◆ PROBLEM STATEMENT ◆
Go from the first line below to the one with "without ambient singletons." and print each line exactly.

◆ INPUT DATA ◆

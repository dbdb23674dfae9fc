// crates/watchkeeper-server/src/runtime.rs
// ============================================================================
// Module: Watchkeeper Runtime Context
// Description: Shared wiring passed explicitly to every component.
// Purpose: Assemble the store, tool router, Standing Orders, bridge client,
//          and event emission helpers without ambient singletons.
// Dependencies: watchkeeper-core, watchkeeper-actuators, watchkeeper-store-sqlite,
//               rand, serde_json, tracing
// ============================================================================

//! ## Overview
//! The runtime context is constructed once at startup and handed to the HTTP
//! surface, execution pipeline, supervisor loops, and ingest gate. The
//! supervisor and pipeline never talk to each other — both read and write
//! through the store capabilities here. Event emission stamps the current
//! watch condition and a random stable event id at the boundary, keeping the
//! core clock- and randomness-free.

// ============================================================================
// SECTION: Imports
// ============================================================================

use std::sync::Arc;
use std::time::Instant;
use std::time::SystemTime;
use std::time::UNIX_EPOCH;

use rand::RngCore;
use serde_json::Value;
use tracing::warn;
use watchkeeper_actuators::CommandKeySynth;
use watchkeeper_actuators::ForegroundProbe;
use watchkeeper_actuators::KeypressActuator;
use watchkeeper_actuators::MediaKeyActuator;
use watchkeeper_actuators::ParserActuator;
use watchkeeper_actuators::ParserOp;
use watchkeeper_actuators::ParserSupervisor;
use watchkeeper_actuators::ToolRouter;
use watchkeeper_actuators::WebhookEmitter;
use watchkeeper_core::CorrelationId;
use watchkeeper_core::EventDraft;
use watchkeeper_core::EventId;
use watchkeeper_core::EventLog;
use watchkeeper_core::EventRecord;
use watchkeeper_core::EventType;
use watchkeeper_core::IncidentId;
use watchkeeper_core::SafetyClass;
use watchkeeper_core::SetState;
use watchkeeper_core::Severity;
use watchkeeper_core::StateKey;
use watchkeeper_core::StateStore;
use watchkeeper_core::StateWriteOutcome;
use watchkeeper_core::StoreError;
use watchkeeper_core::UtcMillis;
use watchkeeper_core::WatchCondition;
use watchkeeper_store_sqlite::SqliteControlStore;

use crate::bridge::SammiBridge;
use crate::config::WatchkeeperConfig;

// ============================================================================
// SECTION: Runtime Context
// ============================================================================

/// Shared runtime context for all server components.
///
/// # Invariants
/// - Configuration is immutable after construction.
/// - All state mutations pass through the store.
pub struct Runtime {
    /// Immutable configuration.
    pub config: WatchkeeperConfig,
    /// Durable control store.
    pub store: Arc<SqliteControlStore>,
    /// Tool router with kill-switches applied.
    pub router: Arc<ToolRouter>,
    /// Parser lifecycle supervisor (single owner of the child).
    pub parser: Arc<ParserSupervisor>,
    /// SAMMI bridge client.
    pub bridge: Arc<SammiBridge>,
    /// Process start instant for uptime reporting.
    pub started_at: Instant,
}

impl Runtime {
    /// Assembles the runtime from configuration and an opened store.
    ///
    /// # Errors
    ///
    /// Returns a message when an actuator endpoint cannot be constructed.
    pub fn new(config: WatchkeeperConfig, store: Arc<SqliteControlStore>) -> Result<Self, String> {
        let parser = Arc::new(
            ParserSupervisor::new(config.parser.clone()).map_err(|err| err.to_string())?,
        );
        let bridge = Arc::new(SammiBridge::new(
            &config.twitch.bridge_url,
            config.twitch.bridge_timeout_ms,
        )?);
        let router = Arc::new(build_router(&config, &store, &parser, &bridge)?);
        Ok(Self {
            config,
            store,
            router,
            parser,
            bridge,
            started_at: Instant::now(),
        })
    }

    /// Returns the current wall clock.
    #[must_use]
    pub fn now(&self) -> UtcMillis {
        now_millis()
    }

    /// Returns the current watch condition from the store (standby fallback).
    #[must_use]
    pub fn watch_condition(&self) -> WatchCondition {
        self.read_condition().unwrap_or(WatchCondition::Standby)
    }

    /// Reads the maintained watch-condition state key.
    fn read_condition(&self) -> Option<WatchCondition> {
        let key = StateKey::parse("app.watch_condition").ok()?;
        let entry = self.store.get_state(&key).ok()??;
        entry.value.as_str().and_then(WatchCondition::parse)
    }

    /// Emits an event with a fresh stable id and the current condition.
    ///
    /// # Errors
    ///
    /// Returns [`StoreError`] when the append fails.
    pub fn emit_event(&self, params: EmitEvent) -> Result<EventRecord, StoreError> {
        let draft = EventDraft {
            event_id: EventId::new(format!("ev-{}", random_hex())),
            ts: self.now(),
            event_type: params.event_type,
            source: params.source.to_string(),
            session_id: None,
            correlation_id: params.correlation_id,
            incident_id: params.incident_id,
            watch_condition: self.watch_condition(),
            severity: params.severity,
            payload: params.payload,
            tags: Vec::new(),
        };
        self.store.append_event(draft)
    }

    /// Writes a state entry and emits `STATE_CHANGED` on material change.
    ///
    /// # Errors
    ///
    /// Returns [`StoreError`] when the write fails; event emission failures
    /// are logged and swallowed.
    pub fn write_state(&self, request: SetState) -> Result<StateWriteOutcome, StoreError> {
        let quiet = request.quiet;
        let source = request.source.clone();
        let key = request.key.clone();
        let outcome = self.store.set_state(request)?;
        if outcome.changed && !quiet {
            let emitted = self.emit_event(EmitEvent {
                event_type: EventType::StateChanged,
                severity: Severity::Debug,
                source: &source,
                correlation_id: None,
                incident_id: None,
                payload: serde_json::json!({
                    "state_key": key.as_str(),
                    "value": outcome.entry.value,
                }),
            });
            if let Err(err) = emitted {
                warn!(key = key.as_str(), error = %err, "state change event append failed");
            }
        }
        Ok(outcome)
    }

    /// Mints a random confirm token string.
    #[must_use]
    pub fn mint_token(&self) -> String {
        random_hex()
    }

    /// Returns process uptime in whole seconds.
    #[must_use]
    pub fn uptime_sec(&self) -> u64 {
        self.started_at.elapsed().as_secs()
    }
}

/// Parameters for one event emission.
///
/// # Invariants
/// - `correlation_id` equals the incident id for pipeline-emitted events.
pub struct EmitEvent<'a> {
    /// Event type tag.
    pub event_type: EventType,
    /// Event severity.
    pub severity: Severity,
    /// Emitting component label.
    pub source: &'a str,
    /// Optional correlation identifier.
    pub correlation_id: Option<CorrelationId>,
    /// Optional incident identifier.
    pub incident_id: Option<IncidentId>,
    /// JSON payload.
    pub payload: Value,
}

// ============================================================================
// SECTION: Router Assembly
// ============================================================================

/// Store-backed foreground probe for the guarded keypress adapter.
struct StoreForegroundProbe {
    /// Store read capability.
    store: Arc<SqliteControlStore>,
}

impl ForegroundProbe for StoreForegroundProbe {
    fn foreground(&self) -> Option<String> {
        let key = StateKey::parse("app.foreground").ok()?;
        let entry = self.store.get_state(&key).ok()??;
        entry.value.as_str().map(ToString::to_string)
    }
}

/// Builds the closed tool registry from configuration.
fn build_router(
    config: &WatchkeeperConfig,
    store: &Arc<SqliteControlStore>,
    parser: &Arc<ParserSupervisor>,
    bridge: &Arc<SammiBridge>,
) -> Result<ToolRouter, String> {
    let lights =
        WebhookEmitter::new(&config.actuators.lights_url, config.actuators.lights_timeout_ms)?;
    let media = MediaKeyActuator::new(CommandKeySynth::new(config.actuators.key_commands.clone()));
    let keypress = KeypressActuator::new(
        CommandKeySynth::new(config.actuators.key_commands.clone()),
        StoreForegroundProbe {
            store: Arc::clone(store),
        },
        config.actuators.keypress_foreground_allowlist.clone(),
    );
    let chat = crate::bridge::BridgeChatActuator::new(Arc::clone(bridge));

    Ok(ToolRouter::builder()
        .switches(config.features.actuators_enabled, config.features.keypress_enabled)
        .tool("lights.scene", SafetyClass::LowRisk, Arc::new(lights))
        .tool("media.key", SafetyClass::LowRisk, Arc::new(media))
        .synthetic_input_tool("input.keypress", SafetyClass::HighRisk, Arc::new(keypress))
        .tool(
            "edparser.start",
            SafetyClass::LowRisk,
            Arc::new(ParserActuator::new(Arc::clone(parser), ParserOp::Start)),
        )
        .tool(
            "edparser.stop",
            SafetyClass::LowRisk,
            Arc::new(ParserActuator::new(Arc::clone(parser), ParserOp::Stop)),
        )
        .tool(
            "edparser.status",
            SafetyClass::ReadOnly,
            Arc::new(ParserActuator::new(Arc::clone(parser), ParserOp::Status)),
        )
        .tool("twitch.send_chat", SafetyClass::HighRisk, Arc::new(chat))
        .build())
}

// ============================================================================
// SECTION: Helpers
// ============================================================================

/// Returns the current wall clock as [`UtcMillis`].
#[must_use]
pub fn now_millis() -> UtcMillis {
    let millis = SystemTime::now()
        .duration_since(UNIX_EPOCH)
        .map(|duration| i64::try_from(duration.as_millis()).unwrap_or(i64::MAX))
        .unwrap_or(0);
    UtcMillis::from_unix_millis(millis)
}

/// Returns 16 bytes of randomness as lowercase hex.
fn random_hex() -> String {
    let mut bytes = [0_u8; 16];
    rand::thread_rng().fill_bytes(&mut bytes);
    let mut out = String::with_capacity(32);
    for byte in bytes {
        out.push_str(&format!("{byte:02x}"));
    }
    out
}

◆ COMPLETED TASK ◆
repository dbdb23674dfae9fc
// crates/watchkeeper-server/src/runtime.rs
// ============================================================================
// Module: Watchkeeper Runtime Context
// Description: Shared wiring passed explicitly to every component.
// Purpose: Assemble the store, tool router, Standing Orders, bridge client,
//          and event emission helpers without ambient singletons.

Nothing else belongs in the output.